Another person who would join them at the border was living in Mexicali: Dueñas, 28, a father of three. He decided that driving for a ride-share company could be lucrative. The quickest way to earn money to afford a car was to work in the United States.
Perhaps the smugglers seized on that when they decided who was going to drive the Expedition through the barrier and out across the desert; Dueñas, according to the California Highway Patrol, was at the wheel.
A Major Smuggling Operation
On March 1, the day before the planned crossing, José, the teenager, was taken to a ranch outside Mexicali, where coyotes assembled about 40 migrants. His cousin Luis stayed behind to cross another day.
The migrants were shepherded to an area near the Imperial Sand Dunes, a destination for off-road vehicle enthusiasts, where José saw a gap in the border barrier big enough for a vehicle to cross.
The migrants were distributed between two vehicles, a GMC Yukon and the Expedition; they charged across, only to get stuck in the sand.
“Everyone had to get out, and the men began pushing,” Mendoza recalled.
By the time José jumped back in, the Expedition seemed more crowded than before.

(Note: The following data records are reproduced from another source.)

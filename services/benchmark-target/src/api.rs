#[derive(Debug, rkyv::Archive, rkyv::Serialize, rkyv::Deserialize)]
pub struct TestStruct {
    pub challenge: [u32; 8],
}
impl TestStruct {
    pub fn new() -> Self {
        TestStruct { challenge: [0; 8] }
    }
}

pub const SERVER_NAME_BENCHMARK: &str = "_Benchmark target_";

#[allow(dead_code)]
#[derive(Debug, num_derive::FromPrimitive, num_derive::ToPrimitive)]
pub enum Opcode {
    TestScalar, //(u32),
    TestMemory, //(TestStruct),
    TestMemorySend,
}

A few minutes later, the Yukon erupted in flames, prompting an alert to the Border Patrol, which dispatched agents to the scene.
By the time firefighters from Holtville, California, responded, agents had extinguished the fire. Agents who scoured the area caught 19 Mexican passengers who had fled the Yukon and hid in the bushes.
As he was leaving the scene, the local fire chief, Alex Silva, received a call about a collision at the intersection of state Route 115 and Norrish Road, 2 miles from Holtville.
What he encountered was the most gruesome accident he had seen in his 29-year career. Twelve people were declared dead on the scene, including Melendrez, Dueñas and Mendoza’s cousin, Garcia. Thirteen were transferred to hospitals, where one died; the driver of the rig, which had been pulling two empty containers, sustained moderate injuries.
Mendoza woke up at the hospital connected to machines and with pain in her chest, which had been crushed, and her right leg, which was shattered below the knee. She was discharged March 7 and joined relatives in Watsonville, California.
Mexico’s consul-general in San Diego, Carlos González Gutiérrez, said the surviving passengers were likely to be allowed to remain in the United States if they cooperate with the investigation.
“I hope my mother can stay there,” Mendoza’s daughter, Matilde, 16, said from Guatemala. “She went to work for us. She wanted to give us something better.”